Problem to work on: Each record must be repeated exactly as it stands.

Entries supplied:

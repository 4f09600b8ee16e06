//! Builtin monster archetype catalog.

use game_core::encounter::Difficulty;
use game_core::stats::{CoreStats, MonsterArchetype, MonsterType};
use game_core::MonsterCatalog;

/// In-memory catalog backed by the builtin archetype table.
pub struct StaticMonsterCatalog {
    archetypes: Vec<MonsterArchetype>,
}

impl StaticMonsterCatalog {
    pub fn builtin() -> Self {
        Self {
            archetypes: builtin_archetypes(),
        }
    }

    /// Catalog over an explicit archetype list, for tests and tooling.
    pub fn with_archetypes(archetypes: Vec<MonsterArchetype>) -> Self {
        Self { archetypes }
    }

    pub fn archetypes(&self) -> &[MonsterArchetype] {
        &self.archetypes
    }
}

impl MonsterCatalog for StaticMonsterCatalog {
    fn archetypes_matching(
        &self,
        types: &[MonsterType],
        difficulty: Difficulty,
    ) -> Vec<MonsterArchetype> {
        self.archetypes
            .iter()
            .filter(|archetype| {
                types.contains(&archetype.monster_type) && archetype.difficulty == difficulty
            })
            .cloned()
            .collect()
    }

    fn archetype_by_name(&self, name: &str) -> Option<MonsterArchetype> {
        self.archetypes
            .iter()
            .find(|archetype| archetype.name == name)
            .cloned()
    }
}

fn archetype(
    name: &str,
    monster_type: MonsterType,
    difficulty: Difficulty,
    stats: (i32, i32, i32, i32, i32),
) -> MonsterArchetype {
    let (strength, agility, intellect, vitality, luck) = stats;
    MonsterArchetype {
        name: name.to_owned(),
        monster_type,
        difficulty,
        base_stats: CoreStats::new(strength, agility, intellect, vitality, luck),
    }
}

fn builtin_archetypes() -> Vec<MonsterArchetype> {
    use Difficulty::{Boss, Easy, Hard, Normal};
    use MonsterType::{Beast, Demon, Elemental, Humanoid, Undead};

    vec![
        // Easy: stat averages around 3-5.
        archetype("Forest Wolf", Beast, Easy, (5, 6, 1, 4, 3)),
        archetype("Giant Rat", Beast, Easy, (3, 5, 1, 3, 4)),
        archetype("Goblin Scout", Humanoid, Easy, (4, 5, 2, 3, 4)),
        archetype("Restless Skeleton", Undead, Easy, (4, 3, 1, 5, 2)),
        archetype("Mud Sprite", Elemental, Easy, (2, 4, 5, 3, 3)),
        archetype("Imp", Demon, Easy, (3, 5, 4, 3, 5)),
        // Normal: averages around 6-9.
        archetype("Dire Wolf", Beast, Normal, (8, 9, 2, 7, 5)),
        archetype("Bandit Raider", Humanoid, Normal, (8, 7, 4, 7, 6)),
        archetype("Orc Warrior", Humanoid, Normal, (10, 5, 2, 9, 4)),
        archetype("Ghoul", Undead, Normal, (7, 6, 3, 8, 3)),
        archetype("Stone Golem", Elemental, Normal, (9, 3, 4, 11, 2)),
        archetype("Shadow Fiend", Demon, Normal, (6, 9, 8, 6, 7)),
        // Hard: averages around 11-14.
        archetype("Cave Bear", Beast, Hard, (14, 9, 2, 14, 5)),
        archetype("Black Knight", Humanoid, Hard, (13, 10, 6, 13, 7)),
        archetype("Wight Commander", Undead, Hard, (12, 9, 11, 12, 6)),
        archetype("Flame Elemental", Elemental, Hard, (10, 12, 14, 10, 8)),
        archetype("Pit Fiend", Demon, Hard, (13, 11, 12, 12, 9)),
        // Boss: averages around 15-20; the +5 offset puts them well above.
        archetype("Alpha Ravager", Beast, Boss, (19, 16, 4, 20, 8)),
        archetype("Lich King", Undead, Boss, (14, 12, 22, 18, 10)),
        archetype("Storm Colossus", Elemental, Boss, (18, 13, 20, 19, 9)),
        archetype("Dragon of the Pass", Demon, Boss, (22, 15, 18, 21, 12)),
    ]
}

Solution for this task:
repository 4f09600b8ee16e06
//! Builtin monster archetype catalog.

use game_core::encounter::Difficulty;
use game_core::stats::{CoreStats, MonsterArchetype, MonsterType};
use game_core::MonsterCatalog;

/// In-memory catalog backed by the builtin archetype table.
pub struct StaticMonsterCatalog {
    archetypes: Vec<MonsterArchetype>,
}

impl StaticMonsterCatalog {
    pub fn builtin() -> Self {
        Self {
            archetypes: builtin_archetypes(),
        }
    }

    /// Catalog over an explicit archetype list, for tests and tooling.
    pub fn with_archetypes(archetypes: Vec<MonsterArchetype>) -> Self {
        Self { archetypes }
    }

    pub fn archetypes(&self) -> &[MonsterArchetype] {
        &self.archetypes
    }
}

impl MonsterCatalog for StaticMonsterCatalog {
    fn archetypes_matching(
        &self,
        types: &[MonsterType],
        difficulty: Difficulty,
    ) -> Vec<MonsterArchetype> {
        self.archetypes
            .iter()
            .filter(|archetype| {
                types.contains(&archetype.monster_type) && archetype.difficulty == difficulty
            })
            .cloned()
            .collect()
    }

    fn archetype_by_name(&self, name: &str) -> Option<MonsterArchetype> {
        self.archetypes
            .iter()
            .find(|archetype| archetype.name == name)
            .cloned()
    }
}

fn archetype(
    name: &str,
    monster_type: MonsterType,
    difficulty: Difficulty,
    stats: (i32, i32, i32, i32, i32),
) -> MonsterArchetype {
    let (strength, agility, intellect, vitality, luck) = stats;
    MonsterArchetype {
        name: name.to_owned(),
        monster_type,
        difficulty,
        base_stats: CoreStats::new(strength, agility, intellect, vitality, luck),
    }
}

fn builtin_archetypes() -> Vec<MonsterArchetype> {
    use Difficulty::{Boss, Easy, Hard, Normal};
    use MonsterType::{Beast, Demon, Elemental, Humanoid, Undead};

    vec![
        // Easy: stat averages around 3-5.
        archetype("Forest Wolf", Beast, Easy, (5, 6, 1, 4, 3)),
        archetype("Giant Rat", Beast, Easy, (3, 5, 1, 3, 4)),
        archetype("Goblin Scout", Humanoid, Easy, (4, 5, 2, 3, 4)),
        archetype("Restless Skeleton", Undead, Easy, (4, 3, 1, 5, 2)),
        archetype("Mud Sprite", Elemental, Easy, (2, 4, 5, 3, 3)),
        archetype("Imp", Demon, Easy, (3, 5, 4, 3, 5)),
        // Normal: averages around 6-9.
        archetype("Dire Wolf", Beast, Normal, (8, 9, 2, 7, 5)),
        archetype("Bandit Raider", Humanoid, Normal, (8, 7, 4, 7, 6)),
        archetype("Orc Warrior", Humanoid, Normal, (10, 5, 2, 9, 4)),
        archetype("Ghoul", Undead, Normal, (7, 6, 3, 8, 3)),
        archetype("Stone Golem", Elemental, Normal, (9, 3, 4, 11, 2)),
        archetype("Shadow Fiend", Demon, Normal, (6, 9, 8, 6, 7)),
        // Hard: averages around 11-14.
        archetype("Cave Bear", Beast, Hard, (14, 9, 2, 14, 5)),
        archetype("Black Knight", Humanoid, Hard, (13, 10, 6, 13, 7)),
        archetype("Wight Commander", Undead, Hard, (12, 9, 11, 12, 6)),
        archetype("Flame Elemental", Elemental, Hard, (10, 12, 14, 10, 8)),
        archetype("Pit Fiend", Demon, Hard, (13, 11, 12, 12, 9)),
        // Boss: averages around 15-20; the +5 offset puts them well above.
        archetype("Alpha Ravager", Beast, Boss, (19, 16, 4, 20, 8)),
        archetype("Lich King", Undead, Boss, (14, 12, 22, 18, 10)),
        archetype("Storm Colossus", Elemental, Boss, (18, 13, 20, 19, 9)),
        archetype("Dragon of the Pass", Demon, Boss, (22, 15, 18, 21, 12)),
    ]
}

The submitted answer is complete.